Hopper is written in Golang, and I think it provides a good proof of concept for large-scale distributed fuzzing campaigns. A simple docker-based demo is available in the README, if you want to check it out:

https://github.com/Cybergenik/hopper

Inspiration

Summer 2022, beginning my penultimate semester of my undergrad I was conflicted with choosing between doing a Capstone Project or a Thesis. I have been doing research and building fuzzers for 2 years, so it was clear that I'd probably end up doing something related to that. It only felt natural that I'd go with the Thesis route since fuzzers are usually considered a research field and I had the support of my Research Advisor, however I wasn't really sure what exactly.

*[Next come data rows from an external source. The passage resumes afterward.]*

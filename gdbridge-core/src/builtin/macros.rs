/*
 * Copyright (c) godot-rust; Bromeon and contributors.
 * This Source Code Form is subject to the terms of the Mozilla Public
 * License, v. 2.0. If a copy of the MPL was not distributed with this
 * file, You can obtain one at https://mozilla.org/MPL/2.0/.
 */

#![macro_use]

// Lifecycle functions come from the builtin lifecycle table, keyed by the type's `VariantType`.
macro_rules! impl_builtin_traits_inner {
    ( Default for $Type:ty => $Variant:ident ) => {
        impl Default for $Type {
            #[inline]
            fn default() -> Self {
                let storage = $crate::sys::builtin_lifecycle().storage($crate::sys::VariantType::$Variant);

                // SAFETY: the default constructor fully initializes the value.
                unsafe {
                    <Self as $crate::sys::GodotFfi>::from_sys_init(|self_ptr| {
                        (storage.construct_default)(self_ptr, std::ptr::null());
                    })
                }
            }
        }
    };

    ( Clone for $Type:ty => $Variant:ident ) => {
        impl Clone for $Type {
            #[inline]
            fn clone(&self) -> Self {
                let storage = $crate::sys::builtin_lifecycle().storage($crate::sys::VariantType::$Variant);

                // SAFETY: `self` is alive for the duration of the copy constructor.
                unsafe {
                    <Self as $crate::sys::GodotFfi>::from_sys_init(|self_ptr| {
                        let args = [$crate::sys::GodotFfi::sys_const(self)];
                        (storage.construct_copy)(self_ptr, args.as_ptr());
                    })
                }
            }
        }
    };

    ( Drop for $Type:ty => $Variant:ident ) => {
        impl Drop for $Type {
            #[inline]
            fn drop(&mut self) {
                let storage = $crate::sys::builtin_lifecycle().storage($crate::sys::VariantType::$Variant);

                // SAFETY: `self` is initialized and never used again.
                unsafe {
                    (storage.destroy)($crate::sys::GodotFfi::sys_mut(self));
                }
            }
        }
    };
}

macro_rules! impl_builtin_traits {
    (
        for $Type:ty => $Variant:ident {
            $( $Trait:ident; )*
        }
    ) => (
        $(
            impl_builtin_traits_inner! {
                $Trait for $Type => $Variant
            }
        )*
    )
}

/// Declares an RAII wrapper around the opaque handle of a builtin with native storage.
macro_rules! impl_builtin_stub {
    ($(#[$attr:meta])* $Class:ident => $Variant:ident, $OpaqueTy:ident) => {
        $(#[$attr])*
        #[repr(transparent)]
        pub struct $Class {
            opaque: $crate::sys::types::$OpaqueTy,
        }

        impl $Class {
            fn from_opaque(opaque: $crate::sys::types::$OpaqueTy) -> Self {
                Self { opaque }
            }
        }

        // SAFETY:
        // This is simply a wrapper around an `Opaque` value representing a value of the type.
        unsafe impl $crate::sys::GodotFfi for $Class {
            fn variant_type() -> $crate::sys::VariantType {
                $crate::sys::VariantType::$Variant
            }

            $crate::sys::ffi_methods! { type $crate::sys::GDExtensionTypePtr = *mut Opaque; .. }
        }
    };
}

/// Implements [`GodotFfiVariant`](crate::meta::GodotFfiVariant) through the variant converters of the lifecycle table.
macro_rules! impl_ffi_variant {
    ($($T:ty),* $(,)?) => {
        $(
            impl $crate::meta::GodotFfiVariant for $T {
                fn ffi_to_variant(&self) -> $crate::builtin::Variant {
                    $crate::builtin::Variant::from_ffi_value(self)
                }

                fn ffi_from_variant(
                    variant: &$crate::builtin::Variant,
                ) -> Result<Self, $crate::meta::error::ConvertError> {
                    variant.to_ffi_value::<$T>()
                }
            }
        )*
    };
}

/// Implements all conversion traits for a builtin that is its own FFI representation.
macro_rules! impl_builtin_convert {
    ($($T:ident => $name:literal),* $(,)?) => {
        $(
            $crate::impl_builtin_godot_type!($T, $name);
            impl_ffi_variant!($T);
        )*
    };
}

My research was mostly focused on Systems working under Prof. Robert Ricci at the FLUX Research Group, mor specifically I did research from WASM Fuzzers, semantic analysis fuzzing, and CFA fuzzers, to chasing compiler-based instrumentation fuzzers like AFL and AFL++ approaches. But I wasn't sure exactly what I should write my Thesis about. Until, a serendipitously timed assignment to implement Map-Reduce in my Distributed Systems course taught by Professor Ryan Stutsman, this almost felt like divine premonition. I thought back to my experience with using AFL++ in parallel mode with multiple machines and realised its scaling limitation. I began looking at current approaches into the space of parallel distributed fuzzers, I found that very little had been done in this area. With this in mind, I set out to build Hopper! Although Google's Map-Reduce was the initial inspiration and definitely inspired the way Hopper manages the Task Scheduling and assignment strategy, Hopper’s core infrastructure is substantially different.